#### [THE DATA]
_ _ _ _

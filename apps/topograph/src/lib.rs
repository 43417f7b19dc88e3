//! # topograph
//!
//! The host agent around `topograph-core`: configuration, external command
//! execution, host bootstrap, interface discovery, the periodic snapshot
//! collector and the CLI.

pub mod agent;
pub mod cli;
pub mod collector;
pub mod config;
pub mod host;
pub mod interfaces;
pub mod runner;

pub use agent::Agent;
pub use collector::{CollectionReport, Collector, CollectorHandle};
pub use config::AgentConfig;
pub use runner::{CommandRunner, SystemRunner};
//! Object storage daemon metadata, one element of `ceph osd metadata -f json`.

use super::{InterfaceLookup, InterfaceRef, Renderable, SnapshotKind};
use crate::TopologyError;
use serde::{Deserialize, Serialize};

#[derive(Debug, Clone, Default, PartialEq, Eq, Serialize, Deserialize)]
#[serde(default)]
pub struct OsdRecord {
    pub id: i64,
    pub arch: String,
    pub back_addr: String,
    pub back_iface: String,
    pub bluefs: String,
    pub bluefs_db_access_mode: String,
    pub bluefs_db_block_size: String,
    pub bluefs_db_dev: String,
    pub bluefs_db_dev_node: String,
    pub bluefs_db_driver: String,
    pub bluefs_db_model: String,
    pub bluefs_db_partition_path: String,
    pub bluefs_db_rotational: String,
    pub bluefs_db_size: String,
    pub bluefs_db_type: String,
    pub bluefs_single_shared_device: String,
    pub bluestore_bdev_access_mode: String,
    pub bluestore_bdev_block_size: String,
    pub bluestore_bdev_dev: String,
    pub bluestore_bdev_dev_node: String,
    pub bluestore_bdev_driver: String,
    pub bluestore_bdev_model: String,
    pub bluestore_bdev_partition_path: String,
    pub bluestore_bdev_rotational: String,
    pub bluestore_bdev_size: String,
    pub bluestore_bdev_type: String,
    pub ceph_version: String,
    pub cpu: String,
    pub default_device_class: String,
    pub distro: String,
    pub distro_description: String,
    pub distro_version: String,
    pub front_addr: String,
    pub front_iface: String,
    pub hb_back_addr: String,
    pub hb_front_addr: String,
    pub hostname: String,
    pub journal_rotational: String,
    pub kernel_description: String,
    pub kernel_version: String,
    pub mem_swap_kb: String,
    pub mem_total_kb: String,
    pub os: String,
    pub osd_data: String,
    pub osd_objectstore: String,
    pub rotational: String,
}

impl Renderable for OsdRecord {
    const KIND: SnapshotKind = SnapshotKind::Osd;

    fn hostname<'a>(&'a self, _reporter: &'a str) -> &'a str {
        &self.hostname
    }

    fn component_id(&self) -> String {
        self.id.to_string()
    }

    fn display_name(&self) -> String {
        format!("osd.{}", self.id)
    }

    /// Front (public) and back (cluster) networks, when declared.
    fn interfaces(&self) -> Result<Vec<InterfaceRef>, TopologyError> {
        let declared = [
            ("frontIface", &self.front_iface, &self.front_addr),
            ("backIface", &self.back_iface, &self.back_addr),
        ];
        Ok(declared
            .into_iter()
            .filter(|(_, iface, _)| !iface.is_empty())
            .map(|(role, iface, addr)| InterfaceRef {
                lookup: InterfaceLookup::Name(iface.clone()),
                role,
                address: addr.clone(),
            })
            .collect())
    }
}
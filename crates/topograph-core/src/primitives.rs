//! # Primitives
//!
//! Fixed constants of the topology core: attribute keys, tag values and the
//! snapshot format header.

/// Magic bytes of the snapshot blob header.
pub const SNAPSHOT_MAGIC: &[u8; 4] = b"TGSN";

/// Current snapshot format version.
///
/// Increment this when making breaking changes to the record layout.
pub const SNAPSHOT_VERSION: u8 = 1;

/// Length of the snapshot header (magic + version).
pub const SNAPSHOT_HEADER_LEN: usize = 5;

/// Maximum accepted size of an encoded snapshot blob, validated before
/// base64 decoding.
pub const MAX_SNAPSHOT_BLOB_SIZE: usize = 16 * 1024 * 1024;

/// Attribute key of the encoded cluster summary on a host node.
pub const CLUSTER_METADATA_KEY: &str = "Software.Ceph.CLUSTER.metadata";

/// Attribute key of the encoded OSD list on a host node.
pub const OSD_METADATA_KEY: &str = "Software.Ceph.OSD.metadata";

/// Attribute key of the encoded monitor list on a host node.
pub const MON_METADATA_KEY: &str = "Software.Ceph.MON.metadata";

/// `Manager` tag of every node rendered from a Ceph snapshot.
pub const CEPH_MANAGER: &str = "ceph";

/// `Type` of host nodes.
pub const HOST_TYPE: &str = "host";

/// `Type` of physical network interface nodes.
pub const DEVICE_TYPE: &str = "device";

/// `Type` of edges linking a daemon to the interface it is bound to.
pub const SOCKET_EDGE_TYPE: &str = "socket";

/// `RelationType` of ownership edges.
pub const OWNERSHIP_RELATION: &str = "ownership";

/// `EncapType` value of loopback interfaces, never chosen for a daemon.
pub const LOOPBACK_ENCAP: &str = "loopback";

/// Multiplier applied to the configured `host_update` seconds to obtain the
/// collector tick period.
pub const HOST_UPDATE_SCALE: u64 = 15;

#[cfg(test)]
mod tests {
    use super::*;

    #[test]
    fn header_len_matches_magic_plus_version() {
        assert_eq!(SNAPSHOT_HEADER_LEN, SNAPSHOT_MAGIC.len() + 1);
    }

    #[test]
    fn attribute_keys_share_namespace() {
        for key in [CLUSTER_METADATA_KEY, OSD_METADATA_KEY, MON_METADATA_KEY] {
            assert!(key.starts_with("Software.Ceph."));
            assert!(key.ends_with(".metadata"));
        }
    }
}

_ _ _ _

Check each line of the listing above. Copy it if it holds the string "core".

//! The host agent around `topograph-core`: configuration, external command
filename crates/topograph-core/src/primitives.rs
//! Fixed constants of the topology core: attribute keys, tag values and the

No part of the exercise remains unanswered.